(Records Opens)

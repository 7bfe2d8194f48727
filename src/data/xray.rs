//! # X 射线特征谱线能量
//!
//! 各元素 Kα、Lα、Mα 线的能量 (eV)。未收录的线为 `None`，
//! 对应周期表选择器中不可选的线系。
//!
//! ## 依赖关系
//! - 被 `eds/lines.rs` 和 `eds/maps.rs` 调用
//! - 使用 `models::LineFamily`

use crate::models::LineFamily;

use std::collections::HashMap;
use std::sync::LazyLock;

/// 单个元素的 α 线能量 (eV)
#[derive(Debug, Clone, Copy, PartialEq)]
pub struct XrayEnergies {
    pub symbol: &'static str,
    pub ka: Option<f64>,
    pub la: Option<f64>,
    pub ma: Option<f64>,
}

impl XrayEnergies {
    /// 指定线系 α 线的能量 (eV)
    pub fn energy_ev(&self, family: LineFamily) -> Option<f64> {
        match family {
            LineFamily::K => self.ka,
            LineFamily::L => self.la,
            LineFamily::M => self.ma,
        }
    }

    /// 指定线系 α 线的能量 (keV)
    pub fn energy_kev(&self, family: LineFamily) -> Option<f64> {
        self.energy_ev(family).map(|e| e / 1000.0)
    }
}

/// Li - Am 的 α 线能量表
pub static XRAY_ENERGIES: [XrayEnergies; 93] = [
    XrayEnergies { symbol: "Li", ka: Some(54.3), la: None, ma: None },
    XrayEnergies { symbol: "Be", ka: Some(108.5), la: None, ma: None },
    XrayEnergies { symbol: "B", ka: Some(183.3), la: None, ma: None },
    XrayEnergies { symbol: "C", ka: Some(277.0), la: None, ma: None },
    XrayEnergies { symbol: "N", ka: Some(392.4), la: None, ma: None },
    XrayEnergies { symbol: "O", ka: Some(524.9), la: None, ma: None },
    XrayEnergies { symbol: "F", ka: Some(676.8), la: None, ma: None },
    XrayEnergies { symbol: "Ne", ka: Some(848.6), la: None, ma: None },
    XrayEnergies { symbol: "Na", ka: Some(1040.98), la: None, ma: None },
    XrayEnergies { symbol: "Mg", ka: Some(1253.6), la: None, ma: None },
    XrayEnergies { symbol: "Al", ka: Some(1486.7), la: None, ma: None },
    XrayEnergies { symbol: "Si", ka: Some(1739.98), la: None, ma: None },
    XrayEnergies { symbol: "P", ka: Some(2013.7), la: None, ma: None },
    XrayEnergies { symbol: "S", ka: Some(2307.84), la: None, ma: None },
    XrayEnergies { symbol: "Cl", ka: Some(2622.39), la: None, ma: None },
    XrayEnergies { symbol: "Ar", ka: Some(2957.7), la: None, ma: None },
    XrayEnergies { symbol: "K", ka: Some(3313.8), la: None, ma: None },
    XrayEnergies { symbol: "Ca", ka: Some(3691.68), la: Some(341.3), ma: None },
    XrayEnergies { symbol: "Sc", ka: Some(4090.6), la: Some(395.4), ma: None },
    XrayEnergies { symbol: "Ti", ka: Some(4510.84), la: Some(452.2), ma: None },
    XrayEnergies { symbol: "V", ka: Some(4952.2), la: Some(511.3), ma: None },
    XrayEnergies { symbol: "Cr", ka: Some(5414.72), la: Some(572.8), ma: None },
    XrayEnergies { symbol: "Mn", ka: Some(5898.75), la: Some(637.4), ma: None },
    XrayEnergies { symbol: "Fe", ka: Some(6403.84), la: Some(705.0), ma: None },
    XrayEnergies { symbol: "Co", ka: Some(6930.32), la: Some(776.2), ma: None },
    XrayEnergies { symbol: "Ni", ka: Some(7478.15), la: Some(851.5), ma: None },
    XrayEnergies { symbol: "Cu", ka: Some(8047.78), la: Some(929.7), ma: None },
    XrayEnergies { symbol: "Zn", ka: Some(8638.66), la: Some(1011.7), ma: None },
    XrayEnergies { symbol: "Ga", ka: Some(9251.74), la: Some(1097.92), ma: None },
    XrayEnergies { symbol: "Ge", ka: Some(9886.42), la: Some(1188.0), ma: None },
    XrayEnergies { symbol: "As", ka: Some(10543.72), la: Some(1282.0), ma: None },
    XrayEnergies { symbol: "Se", ka: Some(11222.4), la: Some(1379.1), ma: None },
    XrayEnergies { symbol: "Br", ka: Some(11924.2), la: Some(1480.43), ma: None },
    XrayEnergies { symbol: "Kr", ka: Some(12649.0), la: Some(1586.0), ma: None },
    XrayEnergies { symbol: "Rb", ka: Some(13395.3), la: Some(1694.13), ma: None },
    XrayEnergies { symbol: "Sr", ka: Some(14165.0), la: Some(1806.56), ma: None },
    XrayEnergies { symbol: "Y", ka: Some(14958.4), la: Some(1922.56), ma: None },
    XrayEnergies { symbol: "Zr", ka: Some(15775.1), la: Some(2042.36), ma: None },
    XrayEnergies { symbol: "Nb", ka: Some(16615.1), la: Some(2165.89), ma: None },
    XrayEnergies { symbol: "Mo", ka: Some(17479.34), la: Some(2293.16), ma: None },
    XrayEnergies { symbol: "Tc", ka: Some(18367.1), la: Some(2424.0), ma: None },
    XrayEnergies { symbol: "Ru", ka: Some(19279.2), la: Some(2558.55), ma: None },
    XrayEnergies { symbol: "Rh", ka: Some(20216.1), la: Some(2696.74), ma: None },
    XrayEnergies { symbol: "Pd", ka: Some(21177.1), la: Some(2838.61), ma: None },
    XrayEnergies { symbol: "Ag", ka: Some(22162.92), la: Some(2984.31), ma: None },
    XrayEnergies { symbol: "Cd", ka: Some(23173.6), la: Some(3133.73), ma: None },
    XrayEnergies { symbol: "In", ka: Some(24209.7), la: Some(3286.94), ma: None },
    XrayEnergies { symbol: "Sn", ka: Some(25271.3), la: Some(3443.93), ma: None },
    XrayEnergies { symbol: "Sb", ka: Some(26359.1), la: Some(3604.72), ma: None },
    XrayEnergies { symbol: "Te", ka: Some(27472.4), la: Some(3769.33), ma: None },
    XrayEnergies { symbol: "I", ka: Some(28612.0), la: Some(3937.65), ma: None },
    XrayEnergies { symbol: "Xe", ka: Some(29779.0), la: Some(4109.9), ma: None },
    XrayEnergies { symbol: "Cs", ka: Some(30972.8), la: Some(4286.5), ma: None },
    XrayEnergies { symbol: "Ba", ka: Some(32193.6), la: Some(4466.26), ma: None },
    XrayEnergies { symbol: "La", ka: Some(33441.8), la: Some(4650.97), ma: Some(833.0) },
    XrayEnergies { symbol: "Ce", ka: Some(34719.7), la: Some(4840.2), ma: Some(883.0) },
    XrayEnergies { symbol: "Pr", ka: Some(36026.3), la: Some(5037.7), ma: Some(929.0) },
    XrayEnergies { symbol: "Nd", ka: Some(37361.0), la: Some(5236.6), ma: Some(978.0) },
    XrayEnergies { symbol: "Pm", ka: Some(38724.7), la: Some(5432.5), ma: None },
    XrayEnergies { symbol: "Sm", ka: Some(40118.1), la: Some(5636.1), ma: Some(1081.0) },
    XrayEnergies { symbol: "Eu", ka: Some(41542.2), la: Some(5845.7), ma: Some(1131.0) },
    XrayEnergies { symbol: "Gd", ka: Some(42996.2), la: Some(6057.2), ma: Some(1185.0) },
    XrayEnergies { symbol: "Tb", ka: Some(44481.6), la: Some(6272.8), ma: Some(1240.0) },
    XrayEnergies { symbol: "Dy", ka: Some(45998.4), la: Some(6495.2), ma: Some(1293.0) },
    XrayEnergies { symbol: "Ho", ka: Some(47546.7), la: Some(6719.8), ma: Some(1348.0) },
    XrayEnergies { symbol: "Er", ka: Some(49127.7), la: Some(6948.7), ma: Some(1406.0) },
    XrayEnergies { symbol: "Tm", ka: Some(50741.6), la: Some(7179.9), ma: Some(1462.0) },
    XrayEnergies { symbol: "Yb", ka: Some(52388.9), la: Some(7415.6), ma: Some(1521.4) },
    XrayEnergies { symbol: "Lu", ka: Some(54069.8), la: Some(7655.5), ma: Some(1581.3) },
    XrayEnergies { symbol: "Hf", ka: Some(55790.2), la: Some(7899.0), ma: Some(1644.6) },
    XrayEnergies { symbol: "Ta", ka: Some(57532.0), la: Some(8146.1), ma: Some(1710.0) },
    XrayEnergies { symbol: "W", ka: Some(59318.24), la: Some(8397.6), ma: Some(1775.4) },
    XrayEnergies { symbol: "Re", ka: Some(61140.3), la: Some(8652.5), ma: Some(1842.5) },
    XrayEnergies { symbol: "Os", ka: Some(63000.5), la: Some(8911.7), ma: Some(1910.2) },
    XrayEnergies { symbol: "Ir", ka: Some(64995.6), la: Some(9175.1), ma: Some(1979.9) },
    XrayEnergies { symbol: "Pt", ka: Some(66832.0), la: Some(9442.3), ma: Some(2050.5) },
    XrayEnergies { symbol: "Au", ka: Some(68803.7), la: Some(9718.4), ma: Some(2122.9) },
    XrayEnergies { symbol: "Hg", ka: Some(70819.0), la: Some(9988.8), ma: Some(2195.3) },
    XrayEnergies { symbol: "Tl", ka: Some(72871.5), la: Some(10268.5), ma: Some(2270.6) },
    XrayEnergies { symbol: "Pb", ka: Some(74969.4), la: Some(10551.5), ma: Some(2345.5) },
    XrayEnergies { symbol: "Bi", ka: Some(77107.9), la: Some(10838.8), ma: Some(2422.6) },
    XrayEnergies { symbol: "Po", ka: Some(79290.0), la: Some(11130.8), ma: None },
    XrayEnergies { symbol: "At", ka: Some(81520.0), la: Some(11426.8), ma: None },
    XrayEnergies { symbol: "Rn", ka: Some(83780.0), la: Some(11727.0), ma: None },
    XrayEnergies { symbol: "Fr", ka: Some(86100.0), la: Some(12031.3), ma: None },
    XrayEnergies { symbol: "Ra", ka: Some(88470.0), la: Some(12339.7), ma: None },
    XrayEnergies { symbol: "Ac", ka: Some(90884.0), la: Some(12652.0), ma: None },
    XrayEnergies { symbol: "Th", ka: Some(93350.0), la: Some(12968.7), ma: Some(2996.1) },
    XrayEnergies { symbol: "Pa", ka: Some(95868.0), la: Some(13290.7), ma: Some(3082.3) },
    XrayEnergies { symbol: "U", ka: Some(98439.0), la: Some(13614.7), ma: Some(3170.8) },
    XrayEnergies { symbol: "Np", ka: None, la: Some(13944.1), ma: None },
    XrayEnergies { symbol: "Pu", ka: None, la: Some(14278.6), ma: None },
    XrayEnergies { symbol: "Am", ka: None, la: Some(14617.2), ma: None },
];

static XRAY_INDEX: LazyLock<HashMap<&'static str, usize>> = LazyLock::new(|| {
    XRAY_ENERGIES
        .iter()
        .enumerate()
        .map(|(i, e)| (e.symbol, i))
        .collect()
});

/// 查找元素的谱线能量
pub fn get_xray_energies(symbol: &str) -> Option<&'static XrayEnergies> {
    XRAY_INDEX.get(symbol).map(|&i| &XRAY_ENERGIES[i])
}

/// 查找元素某线系 α 线能量 (keV)
pub fn line_energy_kev(symbol: &str, family: LineFamily) -> Option<f64> {
    get_xray_energies(symbol).and_then(|e| e.energy_kev(family))
}
//! # lines 命令实现
//!
//! 选择元素、添加线系并列出 X 射线谱线；可打印按分类着色的周期表。
//!
//! ## 依赖关系
//! - 使用 `cli/lines.rs` 定义的参数
//! - 使用 `eds/lines.rs`, `data/elements.rs`, `data/xray.rs`
//! - 使用 `utils/output.rs`

use crate::cli::lines::LinesArgs;
use crate::cli::to_families;
use crate::data::elements::{Category, ELEMENTS, GRID_SIZE};
use crate::data::{get_element, get_xray_energies};
use crate::eds::{available_families, LineSelection};
use crate::error::Result;
use crate::models::LineFamily;
use crate::utils::output;

use colored::{ColoredString, Colorize};
use tabled::{Table, Tabled};

#[derive(Debug, Clone, Tabled)]
struct LineRow {
    #[tabled(rename = "Code")]
    code: String,
    #[tabled(rename = "Line")]
    label: String,
    #[tabled(rename = "Energy (keV)")]
    energy: String,
}

/// 执行 lines 命令
pub fn execute(args: LinesArgs) -> Result<()> {
    let families = to_families(&args.family);

    let mut selection = LineSelection::new();
    for symbol in &args.elements {
        let symbol = symbol.trim();
        let added = selection.add_lines(symbol, &families)?;
        if added == 0 {
            let available: Vec<String> = available_families(symbol)
                .iter()
                .map(|f| f.alpha_label().to_string())
                .collect();
            output::print_skip(
                symbol,
                &format!("no line in requested families (available: {})", join_or_none(&available)),
            );
        }
    }

    for item in &args.exclude {
        if !exclude(&mut selection, item.trim()) {
            output::print_skip(item, "not in the selection");
        }
    }

    if args.table {
        output::print_header("Periodic Table");
        print_periodic_table(selection.elements());
        print_legend();
    }

    if selection.lines().is_empty() {
        if !args.table {
            output::print_warning("No X-ray lines selected.");
        }
        return Ok(());
    }

    output::print_header("Selected X-ray Lines");
    let rows: Vec<LineRow> = selection
        .lines()
        .iter()
        .map(|l| LineRow {
            code: l.code(),
            label: format!("{}_{}", l.element, l.family.alpha_label()),
            energy: format!("{:.3}", l.energy_kev),
        })
        .collect();
    println!("{}", Table::new(&rows));

    for line in selection.display_lines() {
        println!("  {}", line);
    }
    println!();
    output::print_info(&format!("xray_lines = [{}]", selection.xray_lines().join(", ")));
    Ok(())
}

/// 移除一条谱线，或移除元素及其全部谱线
fn exclude(selection: &mut LineSelection, item: &str) -> bool {
    if item.contains('_') {
        return selection.remove_line(item);
    }
    let mut removed = selection.remove_element(item);
    for family in LineFamily::ALL {
        removed |= selection.remove_line(&format!("{}_{}", item, family.alpha_code()));
    }
    removed
}

fn join_or_none(items: &[String]) -> String {
    if items.is_empty() {
        "none".to_string()
    } else {
        items.join(", ")
    }
}

/// 按分类着色
fn paint(text: &str, category: Category) -> ColoredString {
    match category {
        Category::Nonmetal => text.bright_green(),
        Category::NobleGas => text.bright_cyan(),
        Category::AlkaliMetal => text.bright_red(),
        Category::AlkalineEarth => text.yellow(),
        Category::Metalloid => text.cyan(),
        Category::Halogen => text.bright_yellow(),
        Category::TransitionMetal => text.bright_blue(),
        Category::PostTransitionMetal => text.white(),
        Category::Lanthanide => text.magenta(),
        Category::Actinide => text.bright_magenta(),
    }
}

/// 周期表网格，每格为 `(符号, 分类)`
fn periodic_grid() -> Vec<Vec<Option<(&'static str, Category)>>> {
    let (rows, cols) = GRID_SIZE;
    let mut grid = vec![vec![None; cols]; rows];
    for el in ELEMENTS.iter() {
        grid[el.row][el.column] = Some((el.symbol, el.category));
    }
    grid
}

fn print_periodic_table(selected: &[&str]) {
    for row in periodic_grid() {
        let line: Vec<String> = row
            .iter()
            .map(|cell| match cell {
                Some((symbol, category)) => {
                    let text = format!("{:<3}", symbol);
                    if selected.contains(symbol) {
                        text.black().on_bright_white().bold().to_string()
                    } else {
                        paint(&text, *category).to_string()
                    }
                }
                None => "   ".to_string(),
            })
            .collect();
        println!("  {}", line.join(" "));
    }
    println!();

    for symbol in selected {
        let Some(element) = get_element(symbol) else {
            continue;
        };
        let energies: Vec<String> = get_xray_energies(element.symbol)
            .map(|e| {
                LineFamily::ALL
                    .iter()
                    .filter_map(|&f| {
                        e.energy_kev(f)
                            .map(|kev| format!("{}: {:.2} keV", f.alpha_label(), kev))
                    })
                    .collect()
            })
            .unwrap_or_default();
        println!(
            "  {} {} ({}) {}",
            paint(&format!("{:<3}", element.symbol), element.category).bold(),
            element.name,
            element.z,
            join_or_none(&energies).dimmed()
        );
    }
}

fn print_legend() {
    let categories = [
        Category::AlkaliMetal,
        Category::AlkalineEarth,
        Category::TransitionMetal,
        Category::PostTransitionMetal,
        Category::Metalloid,
        Category::Nonmetal,
        Category::Halogen,
        Category::NobleGas,
        Category::Lanthanide,
        Category::Actinide,
    ];
    let legend: Vec<String> = categories
        .iter()
        .map(|c| paint(&c.to_string(), *c).to_string())
        .collect();
    println!("\n  {}", legend.join("  "));
}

(Records Closes)

### Task to complete
For the records above, state how many lines contain "bold", and nothing more.

### Solution to this exercise
2